[Source material]
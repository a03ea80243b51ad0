//! Status probes
//!
//! Each probe performs one describe call and turns the result into an
//! `Observation` for the wait engine. A missing object is reported as the
//! `Absent` status rather than an error.

use switchyard_core::wait::Observation;

use crate::api::{BlueGreenDeployment, DbCluster, DbInstance, DeploymentFilter, RdsApi};
use crate::error::ApiResult;
use crate::status::{ClusterStatus, DeploymentStatus, InstanceStatus};

pub async fn status_deployment(
    api: &dyn RdsApi,
    identifier: &str,
) -> ApiResult<Observation<BlueGreenDeployment, DeploymentStatus>> {
    let filter = DeploymentFilter::Identifier(identifier.to_string());
    match api.describe_blue_green_deployments(&filter).await {
        Ok(deployments) => Ok(deployments
            .into_iter()
            .find(|d| d.identifier == identifier)
            .map(|d| {
                let status = d.status;
                let detail = d.status_details.clone();
                Observation::found(d, status).with_detail(detail)
            })
            .unwrap_or_else(Observation::absent)),
        Err(e) if e.is_not_found() => Ok(Observation::absent()),
        Err(e) => Err(e),
    }
}

pub async fn status_cluster(
    api: &dyn RdsApi,
    identifier: &str,
) -> ApiResult<Observation<DbCluster, ClusterStatus>> {
    match api.describe_db_cluster(identifier).await {
        Ok(cluster) => {
            let status = cluster.status;
            Ok(Observation::found(cluster, status))
        }
        Err(e) if e.is_not_found() => Ok(Observation::absent()),
        Err(e) => Err(e),
    }
}

pub async fn status_instance(
    api: &dyn RdsApi,
    identifier: &str,
) -> ApiResult<Observation<DbInstance, InstanceStatus>> {
    match api.describe_db_instance(identifier).await {
        Ok(instance) => {
            let status = instance.status;
            Ok(Observation::found(instance, status))
        }
        Err(e) if e.is_not_found() => Ok(Observation::absent()),
        Err(e) => Err(e),
    }
}

#[cfg(test)]
mod tests {
    use super::*;
    use crate::error::ApiError;
    use crate::fake::FakeRds;

    #[tokio::test]
    async fn deployment_probe_carries_status_details() {
        let fake = FakeRds::new();
        fake.add_cluster("db-1", "aurora-mysql", "8.0.mysql_aurora.3.04.0", &["db-1-a"]);
        let id = fake.add_deployment("db-1", DeploymentStatus::InvalidConfiguration);
        fake.set_deployment_details(&id, "Binary logging is not enabled");

        let observation = status_deployment(&fake, &id).await.unwrap();
        assert_eq!(observation.status, DeploymentStatus::InvalidConfiguration);
        assert_eq!(
            observation.detail.as_deref(),
            Some("Binary logging is not enabled")
        );
        assert_eq!(observation.object.map(|d| d.name), Some("db-1".to_string()));
    }

    #[tokio::test]
    async fn missing_objects_are_absent() {
        let fake = FakeRds::new();
        assert!(status_deployment(&fake, "bgd-missing").await.unwrap().is_absent());
        assert!(status_cluster(&fake, "db-missing").await.unwrap().is_absent());
        assert!(status_instance(&fake, "db-missing-a").await.unwrap().is_absent());
    }

    #[tokio::test]
    async fn other_errors_propagate() {
        let fake = FakeRds::new();
        fake.fail_next(
            "describe_db_cluster",
            ApiError::classify("AccessDenied", "not authorized"),
        );
        let err = status_cluster(&fake, "db-1").await.unwrap_err();
        assert_eq!(err.code, "AccessDenied");
    }
}
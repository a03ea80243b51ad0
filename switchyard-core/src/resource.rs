//! Resource - Representing resources and their state

use std::collections::HashMap;

/// Unique identifier for a resource
#[derive(Debug, Clone, PartialEq, Eq, Hash)]
pub struct ResourceId {
    /// Resource type (e.g., "rds.cluster_blue_green_deployment")
    pub resource_type: String,
    /// Resource name (identifier specified in configuration)
    pub name: String,
}

impl ResourceId {
    pub fn new(resource_type: impl Into<String>, name: impl Into<String>) -> Self {
        Self {
            resource_type: resource_type.into(),
            name: name.into(),
        }
    }
}

impl std::fmt::Display for ResourceId {
    fn fmt(&self, f: &mut std::fmt::Formatter<'_>) -> std::fmt::Result {
        write!(f, "{}.{}", self.resource_type, self.name)
    }
}

/// Attribute value of a resource
#[derive(Debug, Clone, PartialEq)]
pub enum Value {
    String(String),
    Int(i64),
    Bool(bool),
    List(Vec<Value>),
    Map(HashMap<String, Value>),
}

impl Value {
    pub fn as_str(&self) -> Option<&str> {
        match self {
            Value::String(s) => Some(s),
            _ => None,
        }
    }

    pub fn as_bool(&self) -> Option<bool> {
        match self {
            Value::Bool(b) => Some(*b),
            _ => None,
        }
    }

    pub fn as_int(&self) -> Option<i64> {
        match self {
            Value::Int(i) => Some(*i),
            _ => None,
        }
    }

    pub fn as_map(&self) -> Option<&HashMap<String, Value>> {
        match self {
            Value::Map(m) => Some(m),
            _ => None,
        }
    }

    pub(crate) fn type_name(&self) -> &'static str {
        match self {
            Value::String(_) => "String",
            Value::Int(_) => "Int",
            Value::Bool(_) => "Bool",
            Value::List(_) => "List",
            Value::Map(_) => "Map",
        }
    }
}

/// Desired state declared in configuration
#[derive(Debug, Clone, PartialEq)]
pub struct Resource {
    pub id: ResourceId,
    pub attributes: HashMap<String, Value>,
}

impl Resource {
    pub fn new(resource_type: impl Into<String>, name: impl Into<String>) -> Self {
        Self {
            id: ResourceId::new(resource_type, name),
            attributes: HashMap::new(),
        }
    }

    pub fn with_attribute(mut self, key: impl Into<String>, value: Value) -> Self {
        self.attributes.insert(key.into(), value);
        self
    }

    pub fn get_str(&self, key: &str) -> Option<&str> {
        self.attributes.get(key).and_then(Value::as_str)
    }

    pub fn get_bool(&self, key: &str) -> Option<bool> {
        self.attributes.get(key).and_then(Value::as_bool)
    }

    pub fn get_int(&self, key: &str) -> Option<i64> {
        self.attributes.get(key).and_then(Value::as_int)
    }
}

/// Current state fetched from actual infrastructure
#[derive(Debug, Clone, PartialEq)]
pub struct State {
    pub id: ResourceId,
    /// Remote identifier used to look the resource up again
    pub identifier: Option<String>,
    pub attributes: HashMap<String, Value>,
    /// Whether this state exists
    pub exists: bool,
}

impl State {
    pub fn not_found(id: ResourceId) -> Self {
        Self {
            id,
            identifier: None,
            attributes: HashMap::new(),
            exists: false,
        }
    }

    pub fn existing(id: ResourceId, attributes: HashMap<String, Value>) -> Self {
        Self {
            id,
            identifier: None,
            attributes,
            exists: true,
        }
    }

    pub fn with_identifier(mut self, identifier: impl Into<String>) -> Self {
        self.identifier = Some(identifier.into());
        self
    }

    pub fn get_str(&self, key: &str) -> Option<&str> {
        self.attributes.get(key).and_then(Value::as_str)
    }
}
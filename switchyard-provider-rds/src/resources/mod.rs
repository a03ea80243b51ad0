//! Resource types served by the RDS provider

pub mod cluster_blue_green;

use std::collections::{BTreeMap, HashMap};

use switchyard_core::provider::ResourceType;
use switchyard_core::resource::Value;

/// Every resource type this provider serves
pub fn resource_types() -> Vec<Box<dyn ResourceType>> {
    vec![Box::new(cluster_blue_green::ClusterBlueGreenType)]
}

/// Provider default tags overlaid with the resource's own tags
pub fn merge_tags(
    defaults: &BTreeMap<String, String>,
    tags: &BTreeMap<String, String>,
) -> BTreeMap<String, String> {
    let mut all = defaults.clone();
    all.extend(tags.iter().map(|(k, v)| (k.clone(), v.clone())));
    all
}

/// Split remote tags back into the resource's own tags: entries identical to
/// a provider default tag are dropped
pub fn resource_tags(
    defaults: &BTreeMap<String, String>,
    remote: &BTreeMap<String, String>,
) -> BTreeMap<String, String> {
    remote
        .iter()
        .filter(|(k, v)| defaults.get(*k) != Some(*v))
        .map(|(k, v)| (k.clone(), v.clone()))
        .collect()
}

pub(crate) fn tags_to_value(tags: &BTreeMap<String, String>) -> Value {
    Value::Map(
        tags.iter()
            .map(|(k, v)| (k.clone(), Value::String(v.clone())))
            .collect::<HashMap<_, _>>(),
    )
}

pub(crate) fn tags_from_value(value: Option<&Value>) -> BTreeMap<String, String> {
    value
        .and_then(Value::as_map)
        .map(|map| {
            map.iter()
                .filter_map(|(k, v)| v.as_str().map(|v| (k.clone(), v.to_string())))
                .collect()
        })
        .unwrap_or_default()
}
[/Source material]
▸ **What the exercise asks**
From the first line of the records above down to the line containing "-> ApiResult<Observation<BlueGreenDeployment, DeploymentStatus>>", repeat each line exactly as written. Include both of those lines and add nothing.

▸ **Answer to this problem**
repository a03ea80243b51ad0
//! Status probes
//!
//! Each probe performs one describe call and turns the result into an
//! `Observation` for the wait engine. A missing object is reported as the
//! `Absent` status rather than an error.

use switchyard_core::wait::Observation;

use crate::api::{BlueGreenDeployment, DbCluster, DbInstance, DeploymentFilter, RdsApi};
use crate::error::ApiResult;
use crate::status::{ClusterStatus, DeploymentStatus, InstanceStatus};

pub async fn status_deployment(
    api: &dyn RdsApi,
    identifier: &str,
) -> ApiResult<Observation<BlueGreenDeployment, DeploymentStatus>> {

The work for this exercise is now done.